A solicitor who claims a couple owe almost €246,000 in fees, costs and outlay for an unsuccessful High Court planning case is entitled to summary judgment orders for €150,000 of that sum, the Court of Appeal has ruled.
It also upheld a decision directing a full hearing concerning whether Douglas Kelly, based in Swinford, Co Mayo, is entitled to the remaining €96,000 from Peter and Nancy McNicholas, of Cuilmore, Swinford.
Mr Kelly is seeking €245,916, including costs of barristers, arising from proceedings by the couple against Mayo County Council, heard by the High Court over five days in 2007 and dismissed in 2009.
Mr Kelly had in 2013 brought summary judgment proceedings against the couple over failure to pay a bill of costs submitted in late 2010 for the 2007 case.

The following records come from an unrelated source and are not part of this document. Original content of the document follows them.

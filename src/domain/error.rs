//! Domain error types.

use chrono::NaiveDate;

/// Top-level error type for walkforward.
#[derive(Debug, thiserror::Error)]
pub enum WalkforwardError {
    #[error("calendar exhausted: cannot advance past day {day} (bound {bound})")]
    CalendarExhausted { day: usize, bound: usize },

    #[error("date {date} not found in trading calendar")]
    DateNotFound { date: NaiveDate },

    #[error("no price for {ticker} on {date}")]
    PriceNotFound { ticker: String, date: NaiveDate },

    #[error("insufficient history: window of {window} days requested at day {day}")]
    InsufficientHistory { window: usize, day: usize },

    #[error("insufficient capital: position costs {required:.2}, {available:.2} available")]
    InsufficientCapital { required: f64, available: f64 },

    #[error("invalid state transition: position {id} is already closed")]
    InvalidStateTransition { id: u64 },

    #[error("{model} model failed to fit: {reason}")]
    ModelFitFailure { model: String, reason: String },

    #[error("invalid calendar: {reason}")]
    InvalidCalendar { reason: String },

    #[error("database error: {reason}")]
    Database { reason: String },

    #[error("database query error: {reason}")]
    DatabaseQuery { reason: String },

    #[error("config parse error in {file}: {reason}")]
    ConfigParse { file: String, reason: String },

    #[error("missing config key [{section}] {key}")]
    ConfigMissing { section: String, key: String },

    #[error("invalid config value [{section}] {key}: {reason}")]
    ConfigInvalid {
        section: String,
        key: String,
        reason: String,
    },

    #[error(transparent)]
    Io(#[from] std::io::Error),
}

impl WalkforwardError {
    pub(crate) fn fit_failure(model: &str, reason: impl Into<String>) -> Self {
        WalkforwardError::ModelFitFailure {
            model: model.to_string(),
            reason: reason.into(),
        }
    }

    pub(crate) fn invalid(section: &str, key: &str, reason: impl Into<String>) -> Self {
        WalkforwardError::ConfigInvalid {
            section: section.to_string(),
            key: key.to_string(),
            reason: reason.into(),
        }
    }

    /// Process exit status for this error family.
    pub fn exit_status(&self) -> u8 {
        match self {
            WalkforwardError::Io(_) => 1,
            WalkforwardError::ConfigParse { .. }
            | WalkforwardError::ConfigMissing { .. }
            | WalkforwardError::ConfigInvalid { .. } => 2,
            WalkforwardError::Database { .. } | WalkforwardError::DatabaseQuery { .. } => 3,
            WalkforwardError::DateNotFound { .. }
            | WalkforwardError::PriceNotFound { .. }
            | WalkforwardError::InsufficientHistory { .. }
            | WalkforwardError::InvalidCalendar { .. } => 4,
            WalkforwardError::ModelFitFailure { .. } => 5,
            WalkforwardError::CalendarExhausted { .. }
            | WalkforwardError::InvalidStateTransition { .. }
            | WalkforwardError::InsufficientCapital { .. } => 6,
        }
    }
}

impl From<&WalkforwardError> for std::process::ExitCode {
    fn from(err: &WalkforwardError) -> Self {
        std::process::ExitCode::from(err.exit_status())
    }
}

#[cfg(test)]
mod tests {
    use super::*;

    #[test]
    fn display_includes_context() {
        let err = WalkforwardError::PriceNotFound {
            ticker: "aapl".into(),
            date: NaiveDate::from_ymd_opt(2017, 1, 5).unwrap(),
        };
        assert_eq!(err.to_string(), "no price for aapl on 2017-01-05");

        let err = WalkforwardError::fit_failure("ARIMA(1,1,0)", "singular design matrix");
        assert_eq!(
            err.to_string(),
            "ARIMA(1,1,0) model failed to fit: singular design matrix"
        );
    }

    #[test]
    fn exit_codes_group_by_family() {
        let config = WalkforwardError::invalid("backtest", "share_pct", "must be in (0, 1]");
        assert_eq!(config.exit_status(), 2);

        let coverage = WalkforwardError::DateNotFound {
            date: NaiveDate::from_ymd_opt(2018, 2, 5).unwrap(),
        };
        assert_eq!(coverage.exit_status(), 4);

        let fit = WalkforwardError::fit_failure("neural", "loss diverged");
        assert_eq!(fit.exit_status(), 5);

        let breach = WalkforwardError::InvalidStateTransition { id: 3 };
        assert_eq!(breach.exit_status(), 6);

        let io = WalkforwardError::from(std::io::Error::other("disk full"));
        assert_eq!(io.exit_status(), 1);
    }
}
use clap::Parser;
use tracing_subscriber::EnvFilter;
use walkforward::cli::{Cli, run};

fn main() -> std::process::ExitCode {
    let cli = Cli::parse();

    let default_level = if cli.verbose { "debug" } else { "warn" };
    let filter =
        EnvFilter::try_from_default_env().unwrap_or_else(|_| EnvFilter::new(default_level));
    tracing_subscriber::fmt()
        .with_env_filter(filter)
        .with_writer(std::io::stderr)
        .init();

    run(cli)
}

In July 2014, then High Court president Nicholas Kearns said the credibility of assertions from Mr McNicholas, representing the couple, about entitlement to recover fees was undermined by "multiple different versions" of what they contended for.
Mr McNicholas had claimed, inter alia, it had been agreed he would pay outlay and that fees would only be recoverable if the case against the Council was successful; costs would be payable out of Compulsory Purchase Order proceeds and that Mr Kelly had accepted an offer of €75,000 plus VAT for fees within a specific time frame.

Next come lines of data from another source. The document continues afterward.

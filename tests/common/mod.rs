#![allow(dead_code)]

use chrono::{Days, NaiveDate};
use std::collections::HashMap;
use walkforward::domain::error::WalkforwardError;
use walkforward::domain::forecast::ForecastModel;
pub use walkforward::domain::price::PriceRecord;
use walkforward::ports::data_port::MarketDataPort;

pub struct MockDataPort {
    pub data: HashMap<String, Vec<PriceRecord>>,
    pub errors: HashMap<String, String>,
}

impl MockDataPort {
    pub fn new() -> Self {
        Self {
            data: HashMap::new(),
            errors: HashMap::new(),
        }
    }

    pub fn with_records(mut self, ticker: &str, records: Vec<PriceRecord>) -> Self {
        self.data.insert(ticker.to_string(), records);
        self
    }

    pub fn with_prices(self, ticker: &str, prices: &[f64]) -> Self {
        let records = make_records(ticker, prices);
        self.with_records(ticker, records)
    }

    pub fn with_error(mut self, ticker: &str, reason: &str) -> Self {
        self.errors.insert(ticker.to_string(), reason.to_string());
        self
    }

    fn check(&self, ticker: &str) -> Result<(), WalkforwardError> {
        match self.errors.get(ticker) {
            Some(reason) => Err(WalkforwardError::Database {
                reason: reason.clone(),
            }),
            None => Ok(()),
        }
    }
}

impl MarketDataPort for MockDataPort {
    fn dates(&self) -> Result<Vec<NaiveDate>, WalkforwardError> {
        let mut dates: Vec<NaiveDate> = self
            .data
            .values()
            .flat_map(|records| records.iter().map(|r| r.date()))
            .collect();
        dates.sort();
        dates.dedup();
        Ok(dates)
    }

    fn fetch_records(
        &self,
        ticker: &str,
        start: NaiveDate,
        end: NaiveDate,
    ) -> Result<Vec<PriceRecord>, WalkforwardError> {
        self.check(ticker)?;
        Ok(self
            .data
            .get(ticker)
            .map(|records| {
                records
                    .iter()
                    .filter(|r| r.date() >= start && r.date() <= end)
                    .cloned()
                    .collect()
            })
            .unwrap_or_default())
    }

    fn list_tickers(&self) -> Result<Vec<String>, WalkforwardError> {
        let mut tickers: Vec<String> = self.data.keys().cloned().collect();
        tickers.sort();
        Ok(tickers)
    }

    fn data_range(
        &self,
        ticker: &str,
    ) -> Result<Option<(NaiveDate, NaiveDate, usize)>, WalkforwardError> {
        self.check(ticker)?;
        match self.data.get(ticker) {
            Some(records) if !records.is_empty() => {
                let min = records.iter().map(|r| r.date()).min().unwrap();
                let max = records.iter().map(|r| r.date()).max().unwrap();
                Ok(Some((min, max, records.len())))
            }
            _ => Ok(None),
        }
    }
}

/// A model whose fit always fails.
pub struct FailingModel;

impl ForecastModel for FailingModel {
    fn name(&self) -> String {
        "failing".to_string()
    }

    fn fit(&mut self, _history: &[f64]) -> Result<(), WalkforwardError> {
        Err(WalkforwardError::ModelFitFailure {
            model: "failing".to_string(),
            reason: "always fails".to_string(),
        })
    }

    fn observe(&mut self, _history: &[f64]) -> Result<(), WalkforwardError> {
        Ok(())
    }

    fn predict(&self) -> Result<f64, WalkforwardError> {
        Err(WalkforwardError::ModelFitFailure {
            model: "failing".to_string(),
            reason: "not fitted".to_string(),
        })
    }
}

/// First calendar day used by every fixture.
pub fn base_date() -> NaiveDate {
    NaiveDate::from_ymd_opt(2017, 1, 2).unwrap()
}

/// Fixture date `day` days after [`base_date`].
pub fn date(day: usize) -> NaiveDate {
    base_date().checked_add_days(Days::new(day as u64)).unwrap()
}

/// A record whose high, low and close all equal `price`.
pub fn make_record(ticker: &str, day: usize, price: f64) -> PriceRecord {
    PriceRecord::new(ticker, date(day), price, price, price, price, 1_000).unwrap()
}

pub fn make_records(ticker: &str, prices: &[f64]) -> Vec<PriceRecord> {
    prices
        .iter()
        .enumerate()
        .map(|(i, &p)| make_record(ticker, i, p))
        .collect()
}

pub fn constant_prices(n: usize, price: f64) -> Vec<f64> {
    vec![price; n]
}

pub fn linear_prices(n: usize, start: f64, step: f64) -> Vec<f64> {
    (0..n).map(|i| start + step * i as f64).collect()
}

/// Rises by 1 a day from 100, then falls to `crash_to` on `crash_day` and
/// rises by 1 a day from there.
pub fn crash_prices(n: usize, crash_day: usize, crash_to: f64) -> Vec<f64> {
    (0..n)
        .map(|i| {
            if i < crash_day {
                100.0 + i as f64
            } else {
                crash_to + (i - crash_day) as f64
            }
        })
        .collect()
}

/// Deterministic oscillation around an upward drift.
pub fn wavy_prices(n: usize) -> Vec<f64> {
    (0..n)
        .map(|i| {
            let t = i as f64;
            100.0 + 0.3 * t + 6.0 * (t / 3.0).sin()
        })
        .collect()
}

/// Renders records as the CSV layout the file adapter reads.
pub fn records_csv(records: &[PriceRecord]) -> String {
    let mut out = String::from("date,open,high,low,close,volume\n");
    for r in records {
        out.push_str(&format!(
            "{},{},{},{},{},{}\n",
            r.date(),
            r.open(),
            r.high(),
            r.low(),
            r.close(),
            r.volume()
        ));
    }
    out
}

Mr Kelly denied the various claims. Mr Justice Kearns concluded Mr Kelly was entitled to summary judgment for €150,000 and sent the balance of the claim to plenary hearing.

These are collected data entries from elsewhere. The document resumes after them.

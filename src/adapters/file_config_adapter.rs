//! INI file configuration adapter.

use crate::domain::error::WalkforwardError;
use crate::ports::config_port::ConfigPort;
use configparser::ini::Ini;
use std::path::Path;

pub struct FileConfigAdapter {
    config: Ini,
}

impl FileConfigAdapter {
    pub fn from_file<P: AsRef<Path>>(path: P) -> Result<Self, WalkforwardError> {
        let path = path.as_ref();
        let mut config = Ini::new();
        config
            .load(path)
            .map_err(|reason| WalkforwardError::ConfigParse {
                file: path.display().to_string(),
                reason,
            })?;
        Ok(Self { config })
    }

    pub fn from_string(content: &str) -> Result<Self, WalkforwardError> {
        let mut config = Ini::new();
        config
            .read(content.to_string())
            .map_err(|reason| WalkforwardError::ConfigParse {
                file: "<string>".to_string(),
                reason,
            })?;
        Ok(Self { config })
    }

    /// Section names in the file, lowercased.
    pub fn sections(&self) -> Vec<String> {
        let mut sections = self.config.sections();
        sections.sort();
        sections
    }

    fn parse_bool(value: &str) -> Option<bool> {
        match value.trim().to_lowercase().as_str() {
            "true" | "yes" | "on" | "1" => Some(true),
            "false" | "no" | "off" | "0" => Some(false),
            _ => None,
        }
    }
}

impl ConfigPort for FileConfigAdapter {
    fn get_string(&self, section: &str, key: &str) -> Option<String> {
        self.config.get(section, key)
    }

    fn get_int(&self, section: &str, key: &str, default: i64) -> i64 {
        self.config
            .getint(section, key)
            .ok()
            .flatten()
            .unwrap_or(default)
    }

    fn get_double(&self, section: &str, key: &str, default: f64) -> f64 {
        self.config
            .getfloat(section, key)
            .ok()
            .flatten()
            .unwrap_or(default)
    }

    fn get_bool(&self, section: &str, key: &str, default: bool) -> bool {
        self.config
            .get(section, key)
            .as_deref()
            .and_then(Self::parse_bool)
            .unwrap_or(default)
    }
}
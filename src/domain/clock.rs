//! Simulation clock. The only component that advances the current day.

use chrono::NaiveDate;

use super::calendar::{PriceSeries, TradingCalendar};
use super::error::WalkforwardError;
use super::ledger::Ledger;
use super::strategy::StrategyEngine;

#[derive(Debug, Clone, PartialEq)]
pub struct SimulationClock {
    calendar: TradingCalendar,
    start_day: usize,
    stop_day: usize,
    day: usize,
    current_date: NaiveDate,
}

impl SimulationClock {
    /// Clock over calendar days `[start_day, stop_day)`.
    pub fn new(
        calendar: TradingCalendar,
        start_day: usize,
        stop_day: usize,
    ) -> Result<Self, WalkforwardError> {
        if stop_day > calendar.len() || start_day >= stop_day {
            return Err(WalkforwardError::InvalidCalendar {
                reason: format!(
                    "run [{start_day}, {stop_day}) does not fit a calendar of {} days",
                    calendar.len()
                ),
            });
        }
        let current_date = calendar
            .date_at(start_day)
            .ok_or(WalkforwardError::CalendarExhausted {
                day: start_day,
                bound: stop_day,
            })?;
        Ok(SimulationClock {
            calendar,
            start_day,
            stop_day,
            day: start_day,
            current_date,
        })
    }

    pub fn day(&self) -> usize {
        self.day
    }

    pub fn current_date(&self) -> NaiveDate {
        self.current_date
    }

    pub fn start_day(&self) -> usize {
        self.start_day
    }

    pub fn stop_day(&self) -> usize {
        self.stop_day
    }

    pub fn is_last_day(&self) -> bool {
        self.day + 1 == self.stop_day
    }

    /// Moves to the next trading day and tells the strategy.
    pub fn advance_day(&mut self, strategy: &mut StrategyEngine) -> Result<(), WalkforwardError> {
        let next = self.day + 1;
        let date = if next < self.stop_day {
            self.calendar.date_at(next)
        } else {
            None
        };
        let date = date.ok_or(WalkforwardError::CalendarExhausted {
            day: next,
            bound: self.stop_day,
        })?;

        self.day = next;
        self.current_date = date;
        strategy.sync_date(next, date);
        Ok(())
    }

    /// Marks open positions at today's price and appends today's total assets.
    pub fn update_total_assets(
        &self,
        ledger: &mut Ledger,
        series: &PriceSeries,
    ) -> Result<f64, WalkforwardError> {
        let price = ledger.check_price(series, self.current_date)?;
        let invested = ledger.mark_positions(price);
        Ok(ledger.update_assets(self.current_date, invested))
    }
}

The Supreme Court put a stay, pending appeal, on the summary judgment order on condition €50,000 was put in an escrow account and the couple provide a registered charge over 30 acres of forestry land in Co Mayo.
On Wednesday, a three judge Court of Appeal dismissed all grounds of the couple's appeal and directed immediate payment out to Mr Kelly of the €50,000.
Giving the Appeal Court judgment, Ms Justice Máire Whelan said the High Court decision represented a "just and reasonable" approach, having due regard to the inconsistent stances of the appellants.
Their credibility was "fatally eroded" by advancing a wide array of inconsistent scenarios and alleged agreements, all directed towards a proposition they either had no obligation at all, or had some deferred arrangement for payment of the fees, costs and outlay demonstrably incurred by Mr Kelly in respect of the conduct of "complex and difficult" planning litigation over a number of years, she said.
Dismissing a core claim Douglas Kelly was not himself entitled to pursue the fees claim, she said the bill of costs was in respect of work done by the firm Douglas Kelly & Son, of which Mr Kelly became principal in February 2009.
His father Charles retired from the firm in 2011 and the mere fact Douglas Kelly changed the firm's name is not material as it had continued in existence, she held.
Earlier, she noted the couple were represented in the 2007 proceedings by the firm, in which their daughter Marilyn was employed as a solicitor between June 2006 and August 2009. Marilyn, who said she was asked to take on carriage of the 2007 litigation file, supported her parents in opposing the fees claim.
The 2007 case arose after some of the couple's lands at Cuilmore, Swinford, were acquired by the council via a compulsory purchase order for development of the Charlestown bypass on the N5 road.
The main issue was whether an appropriate alternative means of access to their home had been provided.
The access provided was an overbridge onto the property from a local road rather than an underbridge as the couple had sought.
In a 2009 judgment, Mr Justice Brian McGovern dismissed their claim and ruled the CPO scheme was valid. Their appeal against his decision was dismissed by the Supreme Court.